[RECORD SET]
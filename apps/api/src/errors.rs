use axum::{
    http::StatusCode,
    response::{IntoResponse, Response},
    Json,
};
use serde_json::json;
use thiserror::Error;

use crate::jobsearch::JobSearchError;
use crate::pdf::PdfError;

/// Application-level error type.
/// Implements `IntoResponse` so Axum handlers can return `Result<T, AppError>`.
///
/// Per-job scoring failures never reach this type; they are folded into the
/// job's `MatchResult` instead.
#[derive(Debug, Error)]
pub enum AppError {
    #[error("Not found: {0}")]
    NotFound(String),

    #[error("Validation error: {0}")]
    Validation(String),

    #[error("Payload too large: {0}")]
    PayloadTooLarge(String),

    #[error("Unprocessable entity: {0}")]
    UnprocessableEntity(String),

    #[error("Upstream error: {0}")]
    Upstream(String),

    #[error("Internal server error: {0}")]
    Internal(#[from] anyhow::Error),
}

impl From<JobSearchError> for AppError {
    fn from(e: JobSearchError) -> Self {
        AppError::Upstream(format!("Job search failed: {e}"))
    }
}

impl From<PdfError> for AppError {
    fn from(e: PdfError) -> Self {
        tracing::warn!("PDF extraction error: {e}");
        AppError::UnprocessableEntity("Could not read the PDF file".to_string())
    }
}

impl IntoResponse for AppError {
    fn into_response(self) -> Response {
        let (status, code, message) = match &self {
            AppError::NotFound(msg) => (StatusCode::NOT_FOUND, "NOT_FOUND", msg.clone()),
            AppError::Validation(msg) => (StatusCode::BAD_REQUEST, "VALIDATION_ERROR", msg.clone()),
            AppError::PayloadTooLarge(msg) => {
                (StatusCode::PAYLOAD_TOO_LARGE, "PAYLOAD_TOO_LARGE", msg.clone())
            }
            AppError::UnprocessableEntity(msg) => (
                StatusCode::UNPROCESSABLE_ENTITY,
                "UNPROCESSABLE_ENTITY",
                msg.clone(),
            ),
            AppError::Upstream(msg) => {
                tracing::error!("Upstream error: {msg}");
                (
                    StatusCode::BAD_GATEWAY,
                    "UPSTREAM_ERROR",
                    "An external service could not be reached".to_string(),
                )
            }
            AppError::Internal(e) => {
                tracing::error!("Internal error: {e:?}");
                (
                    StatusCode::INTERNAL_SERVER_ERROR,
                    "INTERNAL_ERROR",
                    "An internal server error occurred".to_string(),
                )
            }
        };

        let body = Json(json!({
            "error": {
                "code": code,
                "message": message
            }
        }));

        (status, body).into_response()
    }
}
[/RECORD SET]
Go through the listing above and restate it word for word.

**TASK ANSWER**.
filename apps/api/src/errors.rs
use axum::{
    http::StatusCode,
    response::{IntoResponse, Response},
    Json,
};
use serde_json::json;
use thiserror::Error;

use crate::jobsearch::JobSearchError;
use crate::pdf::PdfError;

/// Application-level error type.
/// Implements `IntoResponse` so Axum handlers can return `Result<T, AppError>`.
///
/// Per-job scoring failures never reach this type; they are folded into the
/// job's `MatchResult` instead.
#[derive(Debug, Error)]
pub enum AppError {
    #[error("Not found: {0}")]
    NotFound(String),

    #[error("Validation error: {0}")]
    Validation(String),

    #[error("Payload too large: {0}")]
    PayloadTooLarge(String),

    #[error("Unprocessable entity: {0}")]
    UnprocessableEntity(String),

    #[error("Upstream error: {0}")]
    Upstream(String),

    #[error("Internal server error: {0}")]
    Internal(#[from] anyhow::Error),
}

impl From<JobSearchError> for AppError {
    fn from(e: JobSearchError) -> Self {
        AppError::Upstream(format!("Job search failed: {e}"))
    }
}

impl From<PdfError> for AppError {
    fn from(e: PdfError) -> Self {
        tracing::warn!("PDF extraction error: {e}");
        AppError::UnprocessableEntity("Could not read the PDF file".to_string())
    }
}

impl IntoResponse for AppError {
    fn into_response(self) -> Response {
        let (status, code, message) = match &self {
            AppError::NotFound(msg) => (StatusCode::NOT_FOUND, "NOT_FOUND", msg.clone()),
            AppError::Validation(msg) => (StatusCode::BAD_REQUEST, "VALIDATION_ERROR", msg.clone()),
            AppError::PayloadTooLarge(msg) => {
                (StatusCode::PAYLOAD_TOO_LARGE, "PAYLOAD_TOO_LARGE", msg.clone())
            }
            AppError::UnprocessableEntity(msg) => (
                StatusCode::UNPROCESSABLE_ENTITY,
                "UNPROCESSABLE_ENTITY",
                msg.clone(),
            ),
            AppError::Upstream(msg) => {
                tracing::error!("Upstream error: {msg}");
                (
                    StatusCode::BAD_GATEWAY,
                    "UPSTREAM_ERROR",
                    "An external service could not be reached".to_string(),
                )
            }
            AppError::Internal(e) => {
                tracing::error!("Internal error: {e:?}");
                (
                    StatusCode::INTERNAL_SERVER_ERROR,
                    "INTERNAL_ERROR",
                    "An internal server error occurred".to_string(),
                )
            }
        };

        let body = Json(json!({
            "error": {
                "code": code,
                "message": message
            }
        }));

        (status, body).into_response()
    }
}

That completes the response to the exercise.